QUESTION: I want to use FAISS on a dataset in my application domain. Here are the properties of the specific dataset:
low dimensional d<20, data distribution is uniform, vectors are dense, number of vectors in dataset are < 50000, input space is euclidean, (just consider as 20 dimensional 50,000 vectors created with random uniform distribution.
But the problem is: my dataset grows incrementally. In other words, initially, there is only one randomly generated vector in dataset. The query point will be generated randomly, its ONE nearest neighbor will be determined from dataset. After this, the query point will be added into dataset. This process is repeated. At any time, there will be a randomly generated query point, its nearest neighbor will be determined and it will be inserted to dataset.
For this, which indexing scheme to use? and what will be the proper way?
I have done this using IndexFlatL2, which is obviously brute-force and slow. Now I want to do the faster search, but it requires index.train(xb) step. But my xb has only one vector and it has to be built incrementally, as mentioned above. Based on the properties of my dataset that I know in advance, how can I use them to do faster search?

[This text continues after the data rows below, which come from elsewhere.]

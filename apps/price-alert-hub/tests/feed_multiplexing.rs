//! Feed Multiplexing Integration Tests
//!
//! Tests reference-counted feeds, interest-based fan-out, and feed loss.

#![allow(clippy::unwrap_used, clippy::expect_used, clippy::float_cmp)]

mod common;

use std::sync::Arc;

use common::{Hub, drain, names, next_event, sym, wait_for};
use price_alert_hub::ServerEvent;
use price_alert_hub::application::ports::FeedStreamError;
use proptest::prelude::*;

#[tokio::test]
async fn ticks_reach_only_interested_clients() {
    let hub = Hub::new();
    let (a, mut rx_a) = hub.connect().await;
    let (b, mut rx_b) = hub.connect().await;
    hub.registry.subscribe(a, &sym("AAPL")).await.unwrap();
    hub.registry.subscribe(b, &sym("MSFT")).await.unwrap();

    assert!(hub.provider.push_price(&sym("AAPL"), 190.25));
    let ServerEvent::StockUpdate { symbol, data } = next_event(&mut rx_a).await else {
        panic!("expected stock_update");
    };
    assert_eq!(symbol, sym("AAPL"));
    assert_eq!(data.price, 190.25);

    assert!(hub.provider.push_price(&sym("MSFT"), 410.0));
    let ServerEvent::StockUpdate { symbol, .. } = next_event(&mut rx_b).await else {
        panic!("expected stock_update");
    };
    assert_eq!(symbol, sym("MSFT"));

    assert!(drain(&mut rx_a).is_empty());
    assert!(drain(&mut rx_b).is_empty());
}

#[tokio::test]
async fn shared_symbol_uses_one_feed() {
    let hub = Hub::new();
    let mut clients = Vec::new();
    for _ in 0..5 {
        let (client, rx) = hub.connect().await;
        hub.registry.subscribe(client, &sym("TSLA")).await.unwrap();
        clients.push((client, rx));
    }

    assert_eq!(hub.provider.open_calls(&sym("TSLA")), 1);
    assert_eq!(hub.multiplexer.ref_count(&sym("TSLA")), 5);

    hub.provider.push_price(&sym("TSLA"), 250.0);
    for (_, rx) in &mut clients {
        assert_eq!(next_event(rx).await.name(), "stock_update");
    }

    for (client, _) in &clients {
        hub.gateway.disconnect(*client).await;
    }
    assert!(!hub.multiplexer.is_open(&sym("TSLA")));
    assert_eq!(hub.provider.live_count(), 0);
}

#[tokio::test]
async fn unsubscribed_client_stops_receiving() {
    let hub = Hub::new();
    let (a, mut rx_a) = hub.connect().await;
    let (b, mut rx_b) = hub.connect().await;
    hub.registry.subscribe(a, &sym("AAPL")).await.unwrap();
    hub.registry.subscribe(b, &sym("AAPL")).await.unwrap();

    assert!(hub.registry.unsubscribe(a, &sym("AAPL")).await);
    hub.provider.push_price(&sym("AAPL"), 191.0);

    assert_eq!(next_event(&mut rx_b).await.name(), "stock_update");
    assert!(drain(&mut rx_a).is_empty());
}

#[tokio::test]
async fn late_subscriber_gets_cached_tick() {
    let hub = Hub::new();
    let (a, mut rx_a) = hub.connect().await;
    hub.registry.subscribe(a, &sym("AAPL")).await.unwrap();
    hub.provider.push_price(&sym("AAPL"), 189.5);
    next_event(&mut rx_a).await;

    let (b, mut rx_b) = hub.connect().await;
    hub.gateway
        .handle_text(b, r#"{"event":"subscribe","data":{"symbol":"AAPL"}}"#)
        .await;

    let events = drain(&mut rx_b);
    assert_eq!(names(&events), vec!["subscription_success", "stock_update"]);
    let ServerEvent::StockUpdate { data, .. } = &events[1] else {
        unreachable!()
    };
    assert_eq!(data.price, 189.5);
}

#[tokio::test]
async fn reopened_feed_does_not_replay_old_tick() {
    let hub = Hub::new();
    let (a, mut rx_a) = hub.connect().await;
    hub.registry.subscribe(a, &sym("AAPL")).await.unwrap();
    hub.provider.push_price(&sym("AAPL"), 189.5);
    next_event(&mut rx_a).await;
    hub.registry.unsubscribe(a, &sym("AAPL")).await;

    hub.gateway
        .handle_text(a, r#"{"event":"subscribe","data":{"symbol":"AAPL"}}"#)
        .await;

    assert_eq!(names(&drain(&mut rx_a)), vec!["subscription_success"]);
    assert_eq!(hub.provider.open_calls(&sym("AAPL")), 2);
}

#[tokio::test]
async fn feed_loss_notifies_and_purges_interest() {
    let hub = Hub::new();
    let (a, mut rx_a) = hub.connect().await;
    let (b, mut rx_b) = hub.connect().await;
    let (c, mut rx_c) = hub.connect().await;
    hub.registry.subscribe(a, &sym("AAPL")).await.unwrap();
    hub.registry.subscribe(b, &sym("AAPL")).await.unwrap();
    hub.registry.subscribe(c, &sym("MSFT")).await.unwrap();

    hub.provider
        .fail_stream(&sym("AAPL"), FeedStreamError::Transport("reset by peer".into()));

    for rx in [&mut rx_a, &mut rx_b] {
        let ServerEvent::SubscriptionError { symbol, .. } = next_event(rx).await else {
            panic!("expected subscription_error");
        };
        assert_eq!(symbol, Some(sym("AAPL")));
    }
    assert!(drain(&mut rx_c).is_empty());
    assert!(hub.registry.client_symbols(a).is_empty());
    assert!(hub.registry.interested_clients(&sym("AAPL")).is_empty());
    assert_eq!(hub.multiplexer.ref_count(&sym("AAPL")), 0);

    hub.registry.subscribe(a, &sym("AAPL")).await.unwrap();
    assert_eq!(hub.provider.open_calls(&sym("AAPL")), 2);
    assert_eq!(hub.multiplexer.ref_count(&sym("AAPL")), 1);
}

#[tokio::test]
async fn ended_stream_is_treated_as_loss() {
    let hub = Hub::new();
    let (a, mut rx_a) = hub.connect().await;
    hub.registry.subscribe(a, &sym("AAPL")).await.unwrap();

    hub.provider.end_stream(&sym("AAPL"));

    assert_eq!(next_event(&mut rx_a).await.name(), "subscription_error");
    wait_for(|| !hub.multiplexer.is_open(&sym("AAPL"))).await;
}

// =============================================================================
// Reference count invariant
// =============================================================================

#[tokio::test(flavor = "multi_thread", worker_threads = 4)]
async fn racing_subscribe_and_unsubscribe_keep_counts_consistent() {
    let hub = Hub::new();
    let symbol = sym("AMD");
    let mut clients = Vec::new();
    for _ in 0..8 {
        clients.push(hub.connect().await.0);
    }

    for round in 0..40_usize {
        let tasks = clients.iter().enumerate().map(|(i, &client)| {
            let registry = Arc::clone(&hub.registry);
            let symbol = symbol.clone();
            let turn = i + round;
            tokio::spawn(async move {
                if turn % 3 == 0 {
                    registry.unsubscribe(client, &symbol).await;
                } else {
                    registry.subscribe(client, &symbol).await.unwrap();
                    if turn % 2 == 0 {
                        registry.unsubscribe(client, &symbol).await;
                    }
                }
            })
        });
        for joined in futures::future::join_all(tasks).await {
            joined.unwrap();
        }

        let interested = hub.registry.interested_clients(&symbol).len();
        assert_eq!(hub.multiplexer.ref_count(&symbol), interested, "round {round}");
        assert_eq!(hub.multiplexer.is_open(&symbol), interested > 0, "round {round}");
        let expected_live = usize::from(interested > 0);
        wait_for(|| hub.provider.live_count() == expected_live).await;
    }

    for &client in &clients {
        hub.registry.unsubscribe(client, &symbol).await;
    }
    assert!(!hub.multiplexer.is_open(&symbol));
    wait_for(|| hub.provider.live_count() == 0).await;
}

#[derive(Debug, Clone)]
enum Op {
    Subscribe(usize, usize),
    Unsubscribe(usize, usize),
    Reconnect(usize),
}

const SYMBOLS: [&str; 3] = ["AAPL", "MSFT", "NVDA"];
const CLIENTS: usize = 3;

fn op() -> impl Strategy<Value = Op> {
    prop_oneof![
        4 => (0..CLIENTS, 0..SYMBOLS.len()).prop_map(|(c, s)| Op::Subscribe(c, s)),
        3 => (0..CLIENTS, 0..SYMBOLS.len()).prop_map(|(c, s)| Op::Unsubscribe(c, s)),
        1 => (0..CLIENTS).prop_map(Op::Reconnect),
    ]
}

proptest! {
    #![proptest_config(ProptestConfig::with_cases(64))]

    #[test]
    fn ref_count_matches_interested_clients(ops in prop::collection::vec(op(), 1..40)) {
        tokio_test::block_on(async {
            let hub = Hub::new();
            let mut clients = Vec::new();
            for _ in 0..CLIENTS {
                clients.push(hub.connect().await);
            }

            for op in ops {
                match op {
                    Op::Subscribe(c, s) => {
                        hub.registry.subscribe(clients[c].0, &sym(SYMBOLS[s])).await.unwrap();
                    }
                    Op::Unsubscribe(c, s) => {
                        hub.registry.unsubscribe(clients[c].0, &sym(SYMBOLS[s])).await;
                    }
                    Op::Reconnect(c) => {
                        hub.gateway.disconnect(clients[c].0).await;
                        clients[c] = hub.connect().await;
                    }
                }

                let mut open = 0;
                for s in SYMBOLS {
                    let symbol = sym(s);
                    let interested = hub.registry.interested_clients(&symbol).len();
                    assert_eq!(hub.multiplexer.ref_count(&symbol), interested, "{s}");
                    assert_eq!(hub.multiplexer.is_open(&symbol), interested > 0, "{s}");
                    assert!(hub.provider.open_calls(&symbol) >= usize::from(interested > 0));
                    open += usize::from(interested > 0);
                }
                assert_eq!(hub.provider.live_count(), open);
                assert_eq!(hub.multiplexer.open_feed_count(), open);
            }
        });
    }
}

Side note: As my dataset is not too high dimensional and vectors are only a few thousand, will the Product Quantization be useful still, or we should skip product quantization for further speedup because I dont think the memory requirements are too high to use PQ?
There will be some regimes in which PQ provides a speedup for search (where the overhead of PQ lookup is overridden by the win in reducing memory bandwidth requirements), but typically the technique is used for compression rather than speedup and in many applications it will only be slower. Adding vectors it is certainly slower.
In the regime in which you are in, IndexIVFFlat makes the most sense, but this is an approximate index. The train() data needs to be on a representative sample of your data distribution. In the very tiny database regime (say, < 1000 vectors or so), a flat index will likely remain superior. As you are periodically adding new vectors, you may have to decide for yourself whether or not you wish to retrain an index / build a new one from scratch.
An exact non-exhaustive search space partitioning scheme like a k-D tree will likely work best in your low-ish dimensional (d < 20) use case. This kind of index can be built incrementally. There is no implementation of this in Faiss, however (it is typically designed for high dimensions, usually 32 - 2048 or so), so you'd have to find another library for it.
thank you. There are some points that I want to highlight:
ANN of exact NN, any of them is acceptable. I just need speed boost.
yes, kdtree supports incremental insertion but they perform poorly when d> 5.
i have used hnsw against kdtree, and hnsew performed better for d> 5
There is another observation that I cant explain: calculating nearest neighbor by L2FLAT was very fast as compared to my custom code for traditional exhaustive distance calculation to determine NN. Which is amazing because L2FLAT was also supposed to calculate exhaustive distances. Why it is faster?
... There is another observation that I cant explain: calculating nearest neighbor by L2FLAT was very fast as compared to my custom code for traditional exhaustive distance calculation to determine NN. Which is amazing because L2FLAT was also supposed to calculate exhaustive distances. Why it is faster?
FAISS is highly optimized, e.g. using SIMD and BLAS.
Here is the detailed expanation.
Just one observation: if the data is indeed uniform in a hyper-cube in low dimensions, then hashing will probably provide better search results than an IVF. This is because the IVF clustering cannot do anything meaningful on uniform data.
Unfortunately, no hashing algorithm is implemented in Faiss (except for binary indexes).